==== Source information ====

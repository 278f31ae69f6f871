mod common;

use common::{CALC_BINARY, TestDevice, VERSION_TEXT, system_image};
use ojjy_core::time::ManualClock;
use ojjy_driver_api::{BLOCK_SIZE, DriverDescriptor, DriverState, DriverType, SectorDevice};
use ojjy_drivers::RamDisk;
use ojjy_fs::ojfs::{ImageNode, Ojfs, OjfsError, pack, packed_size};
use ojjy_fs::ramfs::RamFs;
use ojjy_fs::{FsError, OpenFlags, VfsFileType};
use ojjy_kernel::{BootConfig, Kernel, KernelError, boot};

#[test]
fn boot_brings_up_every_service() {
    let clock = ManualClock::new();
    let mut storage = vec![0u8; 16 * BLOCK_SIZE];
    let disk = RamDisk::new(&mut storage);
    let devices: [&dyn SectorDevice; 1] = [&disk];
    let timer = TestDevice::new(true, true);
    let mouse = TestDevice::new(false, false);
    let drivers = [
        DriverDescriptor::new("ramdisk", DriverType::Block, &disk),
        DriverDescriptor::new("timer", DriverType::Timer, &timer),
        DriverDescriptor::new("mouse", DriverType::Input, &mouse),
        DriverDescriptor::new("timer", DriverType::Timer, &mouse),
    ];
    let image = system_image();
    let ojfs = Ojfs::new();
    let mut pool = vec![0u8; 64 * 1024];
    let ramfs = RamFs::new(&mut pool);
    let kernel = Kernel::new(&clock);

    let config = BootConfig {
        drivers: &drivers,
        devices: &devices,
        ojfs: &ojfs,
        system_image: &image,
        ramfs: &ramfs,
    };
    let report = boot(&kernel, &config).unwrap();
    assert_eq!((report.registered, report.rejected), (3, 1));
    assert_eq!(
        (report.probe.started, report.probe.declined, report.probe.failed),
        (2, 1, 0)
    );

    let timer_id = kernel
        .with_drivers(|registry| {
            let names: Vec<_> = registry.iter().map(|e| e.name()).collect();
            assert_eq!(names, ["ramdisk", "timer", "mouse"]);
            let mouse_id = registry.find_by_name("mouse").unwrap();
            assert_eq!(registry.state(mouse_id), DriverState::Registered);
            let timer_id = registry.find_ready_by_type(DriverType::Timer).unwrap();
            registry.register_irq(timer_id, 0).unwrap();
            timer_id
        })
        .unwrap();
    assert!(kernel.dispatch_irq(0));
    assert!(!kernel.dispatch_irq(1));
    assert_eq!(timer.irqs(), 1);
    let claimed = kernel
        .with_drivers(|registry| registry.get(timer_id).unwrap().stats().irq_count)
        .unwrap();
    assert_eq!(claimed, 1);

    kernel
        .with_block_cache(|cache| {
            let block = [0x5A; BLOCK_SIZE];
            cache.write(3, &block).unwrap();
            assert!(cache.is_cached(3));
            assert_eq!(cache.read(3).unwrap(), &block);
            assert_eq!(cache.stats().hits, 1);
        })
        .unwrap();
    assert_eq!(disk.sector_writes(), 1);
}

#[test]
fn boot_layout_serves_system_and_user_files() {
    let clock = ManualClock::new();
    let devices: [&dyn SectorDevice; 0] = [];
    let image = system_image();
    let ojfs = Ojfs::new();
    let mut pool = vec![0u8; 64 * 1024];
    let ramfs = RamFs::new(&mut pool);
    let kernel = Kernel::new(&clock);
    let config = BootConfig {
        drivers: &[],
        devices: &devices,
        ojfs: &ojfs,
        system_image: &image,
        ramfs: &ramfs,
    };
    boot(&kernel, &config).unwrap();

    kernel
        .with_vfs(|vfs| {
            let layout: Vec<_> = vfs.mounts().map(|m| (m.path, m.fs_name, m.readonly)).collect();
            assert_eq!(layout, [("/", "ojfs", true), ("/Users", "ramfs", false)]);
            assert_eq!(vfs.mount_context("/"), Some(0));

            let mut buf = [0u8; 64];
            let n = vfs.read_file("/System/version", &mut buf).unwrap();
            assert_eq!(&buf[..n], VERSION_TEXT);
            let main = vfs.stat("/Applications/Calc.app/main").unwrap();
            assert_eq!(main.size, CALC_BINARY.len() as u64);
            assert_eq!(
                vfs.stat("/Applications/Calc.app").unwrap().file_type,
                VfsFileType::Bundle
            );

            assert_eq!(vfs.mkdir("/System/cache"), Err(FsError::ReadOnly));
            assert_eq!(
                vfs.open("/System/version", OpenFlags::WRITE).err(),
                Some(FsError::ReadOnly)
            );

            assert_eq!(vfs.isdir("/Users"), Ok(true));
            vfs.mkdir("/Users/alice").unwrap();
            let file = vfs
                .open("/Users/alice/notes.txt", OpenFlags::WRITE | OpenFlags::CREATE)
                .unwrap();
            assert_eq!(vfs.write(file, b"hello"), Ok(5));
            vfs.close(file).unwrap();
            let n = vfs.read_file("/Users/alice/notes.txt", &mut buf).unwrap();
            assert_eq!(&buf[..n], b"hello");

            assert_eq!(
                vfs.rename("/Users/alice/notes.txt", "/System/notes.txt"),
                Err(FsError::CrossMount)
            );
            assert_eq!(vfs.exists("/System/notes.txt"), Ok(false));
            assert_eq!(vfs.open_files(), 0);
        })
        .unwrap();
}

#[test]
fn later_system_image_replaces_the_served_one() {
    let clock = ManualClock::new();
    let devices: [&dyn SectorDevice; 0] = [];
    let image = system_image();
    let nodes = [ImageNode::dir("", None), ImageNode::file("motd", 0, b"patched")];
    let mut update = vec![0u8; packed_size(&nodes)];
    pack(&nodes, &mut update).unwrap();
    let ojfs = Ojfs::new();
    let mut pool = vec![0u8; 16 * 1024];
    let ramfs = RamFs::new(&mut pool);
    let kernel = Kernel::new(&clock);
    let config = BootConfig {
        drivers: &[],
        devices: &devices,
        ojfs: &ojfs,
        system_image: &image,
        ramfs: &ramfs,
    };
    boot(&kernel, &config).unwrap();

    assert_eq!(ojfs.init(&update), Ok(1));
    kernel
        .with_vfs(|vfs| {
            // The mount still records the first instance, but path lookups
            // follow the most recently initialized image.
            assert_eq!(vfs.mount_context("/"), Some(0));
            assert_eq!(vfs.exists("/System/version"), Ok(false));
            let mut buf = [0u8; 16];
            let n = vfs.read_file("/motd", &mut buf).unwrap();
            assert_eq!(&buf[..n], b"patched");
        })
        .unwrap();
}

#[test]
fn rejected_system_image_stops_boot() {
    let clock = ManualClock::new();
    let devices: [&dyn SectorDevice; 0] = [];
    let mut image = system_image();
    image[0] ^= 0xFF;
    let ojfs = Ojfs::new();
    let mut pool = vec![0u8; 16 * 1024];
    let ramfs = RamFs::new(&mut pool);
    let kernel = Kernel::new(&clock);
    let config = BootConfig {
        drivers: &[],
        devices: &devices,
        ojfs: &ojfs,
        system_image: &image,
        ramfs: &ramfs,
    };

    assert_eq!(
        boot(&kernel, &config),
        Err(KernelError::Image(OjfsError::BadMagic))
    );
    assert_eq!(ojfs.instance_count(), 0);
    // Services created before the failure stay up.
    assert_eq!(kernel.with_vfs(|vfs| vfs.mount_count()), Ok(0));
    assert_eq!(kernel.with_drivers(|registry| registry.count()), Ok(0));
}

#[test]
fn boot_runs_once() {
    let clock = ManualClock::new();
    let devices: [&dyn SectorDevice; 0] = [];
    let image = system_image();
    let ojfs = Ojfs::new();
    let mut pool = vec![0u8; 16 * 1024];
    let ramfs = RamFs::new(&mut pool);
    let kernel = Kernel::new(&clock);
    let config = BootConfig {
        drivers: &[],
        devices: &devices,
        ojfs: &ojfs,
        system_image: &image,
        ramfs: &ramfs,
    };

    boot(&kernel, &config).unwrap();
    assert_eq!(boot(&kernel, &config), Err(KernelError::AlreadyInitialized));
    assert_eq!(ojfs.instance_count(), 1);
}
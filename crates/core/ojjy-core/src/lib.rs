//! Core primitives shared by every ojjy kernel crate: leveled logging, the
//! spin lock used to guard kernel services, and the monotonic clock used for
//! bounded device waits.

#![cfg_attr(not(test), no_std)]

pub mod log;
pub mod sync;
pub mod time;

====

* [Assignment] Across the whole listing, tally the lines that include the string "update". Reply with the number only.

* [Written reply] 3